Each part is its own story. Each chapter is not only well documented, but also as fascinating as it is scholarly. Each can be read alone or as part of the whole. Each is compelling and deeply rooted in personal perspectives. This great read, that we missed some years back, maps people and places, personalities and predilections, as none before has done for the Chinese worldwide.

The chapter on food is its own tour de force. Lynn Pan speaks of what westerners see through food, how and why the Chinese take their cuisine with them wherever they go, and the impact food has had on their economics and the economics of trade they have spawned, The author understands food and culture, details cookery books, cookery in general, and those who cooked and served it. Pan ends the food chapter saying what most Chinese refuse to admit, that they cannot eat a Chinese dish in its virgin state; and quite often do not want to. Why not, because the Chinese themselves, Chinese food, and so much else has changed, as have their very own taste buds.

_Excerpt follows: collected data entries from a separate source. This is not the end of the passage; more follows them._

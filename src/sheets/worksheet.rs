use crate::fetch::{fetch_once, CallKind, FetchCache, FetchKey, Transport};
use crate::model::{Error, Result, Spreadsheet, SprintTaskRecord};
use crate::sheets::SheetsApi;
use indexmap::IndexMap;
use serde_json::Value;

pub const TASK_NAME: &str = "TASK_NAME";
pub const ASSIGNEE: &str = "ASSIGNEE";
pub const ESTIMATE: &str = "ESTIMATE";
pub const ACTUAL: &str = "ACTUAL";
pub const RISKS: &str = "RISKS";
const REQUIRED_COLUMNS: [&str; 5] = [TASK_NAME, ASSIGNEE, ESTIMATE, ACTUAL, RISKS];

#[derive(Debug, Clone, PartialEq)]
pub struct Worksheet {
    pub title: String,
    pub titles: Vec<String>,
    pub tasks: Vec<SprintTaskRecord>,
}

pub type MessageProgress<'a> = Box<dyn FnMut(String) + 'a>;

pub trait SheetReader {
    async fn read_worksheet<'a, T: Transport>(
        &self,
        api: &SheetsApi<T>,
        cache: &FetchCache,
        requested: Option<&str>,
        cb: MessageProgress<'a>,
    ) -> Result<Worksheet>;
}

impl SheetReader for Spreadsheet {
    async fn read_worksheet<'a, T: Transport>(
        &self,
        api: &SheetsApi<T>,
        cache: &FetchCache,
        requested: Option<&str>,
        mut cb: MessageProgress<'a>,
    ) -> Result<Worksheet> {
        let shared = |error: Error| match error {
            Error::Auth(_) => Error::Auth(format!(
                "spreadsheet `{}` is not shared with {}",
                self.id,
                api.identity()
            )),
            Error::NotFound(_) => Error::NotFound(format!("spreadsheet `{}`", self.id)),
            other => other,
        };

        cb("Listing worksheets ...".to_string());
        let body = fetch_once(
            api.transport(),
            cache,
            FetchKey::new(&self.id, CallKind::WorksheetTitles, &self.id),
            &api.titles_url(self),
        )
        .await
        .map_err(shared)?;
        let titles = worksheet_titles(&body);
        let title = select_worksheet(&titles, requested)?;

        cb(format!("Loading worksheet `{title}` ..."));
        let body = fetch_once(
            api.transport(),
            cache,
            FetchKey::new(&self.id, CallKind::WorksheetValues, &title),
            &api.values_url(self, &title)?,
        )
        .await
        .map_err(shared)?;
        let tasks = parse_tasks(worksheet_rows(&body))?;
        tracing::info!(spreadsheet = %self.id, worksheet = %title, tasks = tasks.len(), "loaded worksheet");

        Ok(Worksheet {
            title,
            titles,
            tasks,
        })
    }
}

fn worksheet_titles(body: &Value) -> Vec<String> {
    body["sheets"]
        .as_array()
        .map(|sheets| {
            sheets
                .iter()
                .filter_map(|sheet| sheet["properties"]["title"].as_str())
                .map(String::from)
                .collect()
        })
        .unwrap_or_default()
}

/// Without an explicit request the first worksheet is used.
fn select_worksheet(titles: &[String], requested: Option<&str>) -> Result<String> {
    match requested {
        Some(requested) => titles
            .iter()
            .find(|title| title.as_str() == requested)
            .cloned()
            .ok_or_else(|| {
                Error::NotFound(format!(
                    "worksheet `{requested}` (available: {})",
                    titles.join(", ")
                ))
            }),
        None => titles
            .first()
            .cloned()
            .ok_or_else(|| Error::NotFound("the spreadsheet has no worksheets".into())),
    }
}

fn worksheet_rows(body: &Value) -> Vec<Vec<String>> {
    fn cell(value: &Value) -> String {
        match value {
            Value::String(text) => text.clone(),
            Value::Null => String::new(),
            other => other.to_string(),
        }
    }
    body["values"]
        .as_array()
        .map(|rows| {
            rows.iter()
                .map(|row| {
                    row.as_array()
                        .map(|cells| cells.iter().map(cell).collect())
                        .unwrap_or_default()
                })
                .collect()
        })
        .unwrap_or_default()
}

/// The first row names the columns; every other row becomes one task.
pub fn parse_tasks(mut rows: Vec<Vec<String>>) -> Result<Vec<SprintTaskRecord>> {
    if rows.is_empty() {
        return Err(Error::Schema("the worksheet is empty".into()));
    }
    let header = rows.remove(0);

    let mut columns: IndexMap<String, usize> = IndexMap::new();
    for (index, name) in header.iter().enumerate() {
        columns
            .entry(name.trim().to_uppercase())
            .or_insert(index);
    }
    let missing = REQUIRED_COLUMNS
        .iter()
        .filter(|name| !columns.contains_key(**name))
        .copied()
        .collect::<Vec<_>>();
    if !missing.is_empty() {
        return Err(Error::Schema(format!(
            "missing column(s) {}",
            missing.join(", ")
        )));
    }

    let tasks = rows
        .iter()
        .filter(|row| row.iter().any(|cell| !cell.trim().is_empty()))
        .map(|row| {
            let cell = |name: &str| {
                columns
                    .get(name)
                    .and_then(|index| row.get(*index))
                    .map(String::as_str)
                    .unwrap_or_default()
            };
            SprintTaskRecord::new(
                cell(TASK_NAME),
                cell(ASSIGNEE),
                cell(ESTIMATE),
                cell(ACTUAL),
                cell(RISKS),
            )
        })
        .collect();
    Ok(tasks)
}

#[cfg(test)]
mod tests {
    use super::*;
    use crate::fetch::testing::FakeTransport;
    use crate::model::RiskCategory;
    use serde_json::json;

    const API: &str = "https://sheets.test/v4";

    fn rows(data: &[&[&str]]) -> Vec<Vec<String>> {
        data.iter()
            .map(|row| row.iter().map(|cell| cell.to_string()).collect())
            .collect()
    }

    fn sheet() -> Spreadsheet {
        Spreadsheet::parse("1Sheet").unwrap()
    }

    fn transport() -> FakeTransport {
        FakeTransport::default()
            .with_page(
                &format!("{API}/spreadsheets/1Sheet?fields=sheets.properties.title"),
                json!({"sheets": [
                    {"properties": {"title": "Sprint 1"}},
                    {"properties": {"title": "Sprint 2"}}
                ]}),
                None,
            )
            .with_page(
                &format!("{API}/spreadsheets/1Sheet/values/'Sprint%201'"),
                json!({"range": "'Sprint 1'!A1:Z100", "values": [
                    ["TASK_NAME", "ASSIGNEE", "ESTIMATE", "ACTUAL", "RISKS"],
                    ["Login page", "ann", "4", "5", "Risk"],
                    ["Signup", "bob", "6", "n/a", "No Risks"]
                ]}),
                None,
            )
            .with_page(
                &format!("{API}/spreadsheets/1Sheet/values/'Sprint%202'"),
                json!({"values": [["TASK_NAME", "OWNER"]]}),
                None,
            )
    }

    #[test]
    fn rows_become_records_keyed_by_header() {
        let tasks = parse_tasks(rows(&[
            &[" assignee", "Task_Name", "ESTIMATE", "ACTUAL", "RISKS", "NOTES"],
            &["ann", "Login", "4", "3.5", "RISK", "x"],
            &["bob", "Signup", "two", ""],
        ]))
        .unwrap();

        assert_eq!(tasks.len(), 2);
        assert_eq!(tasks[0].task_name, "Login");
        assert_eq!(tasks[0].assignee, "ann");
        assert_eq!(tasks[0].actual_hours, Some(3.5));
        assert_eq!(tasks[0].risk_category, Some(RiskCategory::Risk));
        assert_eq!(tasks[1].estimate_hours, None);
        assert_eq!(tasks[1].actual_hours, None);
        assert_eq!(tasks[1].risk_category, None);
    }

    #[test]
    fn blank_rows_are_skipped() {
        let tasks = parse_tasks(rows(&[
            &["TASK_NAME", "ASSIGNEE", "ESTIMATE", "ACTUAL", "RISKS"],
            &["", " ", ""],
            &["Login", "ann", "1", "1", "risk"],
        ]))
        .unwrap();
        assert_eq!(tasks.len(), 1);
    }

    #[test]
    fn missing_columns_are_schema_errors() {
        let result = parse_tasks(rows(&[&["TASK_NAME", "ASSIGNEE", "ESTIMATE"]]));
        assert!(matches!(result, Err(Error::Schema(message)) if message.contains("ACTUAL, RISKS")));
        assert!(matches!(parse_tasks(vec![]), Err(Error::Schema(_))));
    }

    #[test]
    fn selects_first_worksheet_by_default() {
        let titles = vec!["A".to_string(), "B".to_string()];
        assert_eq!(select_worksheet(&titles, None).unwrap(), "A");
        assert_eq!(select_worksheet(&titles, Some("B")).unwrap(), "B");
        assert!(matches!(
            select_worksheet(&titles, Some("C")),
            Err(Error::NotFound(_))
        ));
        assert!(matches!(select_worksheet(&[], None), Err(Error::NotFound(_))));
    }

    #[tokio::test]
    async fn reads_selected_worksheet() {
        let api = SheetsApi::new(API, transport(), "viewer@example.iam.gserviceaccount.com");
        let cache = FetchCache::default();

        let worksheet = sheet()
            .read_worksheet(&api, &cache, None, Box::new(|_| {}))
            .await
            .unwrap();

        assert_eq!(worksheet.title, "Sprint 1");
        assert_eq!(worksheet.titles, ["Sprint 1", "Sprint 2"]);
        assert_eq!(worksheet.tasks.len(), 2);
        assert_eq!(worksheet.tasks[1].actual_hours, None);
    }

    #[tokio::test]
    async fn worksheet_with_wrong_columns_fails() {
        let api = SheetsApi::new(API, transport(), "viewer@example.iam.gserviceaccount.com");
        let cache = FetchCache::default();

        let result = sheet()
            .read_worksheet(&api, &cache, Some("Sprint 2"), Box::new(|_| {}))
            .await;
        assert!(matches!(result, Err(Error::Schema(_))));
    }

    #[tokio::test]
    async fn unknown_worksheet_is_not_found() {
        let api = SheetsApi::new(API, transport(), "viewer@example.iam.gserviceaccount.com");
        let cache = FetchCache::default();

        let result = sheet()
            .read_worksheet(&api, &cache, Some("Backlog"), Box::new(|_| {}))
            .await;
        assert!(matches!(result, Err(Error::NotFound(message)) if message.contains("Sprint 2")));
    }

    #[tokio::test]
    async fn unshared_sheet_names_the_service_account() {
        let transport = FakeTransport::default().with_failure(
            &format!("{API}/spreadsheets/1Sheet?fields=sheets.properties.title"),
            Error::Auth,
        );
        let api = SheetsApi::new(API, transport, "viewer@example.iam.gserviceaccount.com");
        let cache = FetchCache::default();

        let result = sheet()
            .read_worksheet(&api, &cache, None, Box::new(|_| {}))
            .await;
        assert!(matches!(
            result,
            Err(Error::Auth(message)) if message.contains("viewer@example.iam.gserviceaccount.com")
        ));
    }

    #[test]
    fn quotes_worksheet_titles_in_ranges() {
        let api = SheetsApi::new(API, FakeTransport::default(), "x");
        assert_eq!(
            api.values_url(&sheet(), "Bob's sprint").unwrap(),
            format!("{API}/spreadsheets/1Sheet/values/'Bob''s%20sprint'")
        );
    }
}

The book details changes not only in foods but in physique. It ends with an Epilogue that points out that Chinese dispersal has occurred across one hundred nine countries, and for centuries. The author points out what other scholars have seen, they have left China in four main waves. These are worker-artisan, contract laborer-coolie, sojourner still attached to the mother country, and naturalized-or-born-abroad immigrant-citizen. Some of the latter come from a string of other countries other than China. Adaptation of the diaspora ends this section pointing out that returning to China often means never being able to return permanently in both body and soul.

Yet another section follows this Epilogue; it reveals the author’s own life. It queries the reader asking what is Chinese-ness, who is Chinese, and will there be a reconciliation as those in China see their overseas brethren and recognize their future selves?

Like any good scholarly tome, notes are grouped by chapter after the text, and followed by all works cited. These eight pages are in and of themselves, a course in Chinese migration. Then comes a like-size two-column index to get the reader to a specific item in the text. Readable, enjoyable, and yet another must. It has similarities of hardship, hate, atrocity, and adaptation between this book and the one by Iris Chang. The books reviewed in this issue belong on holiday gift lists; so start your shopping early!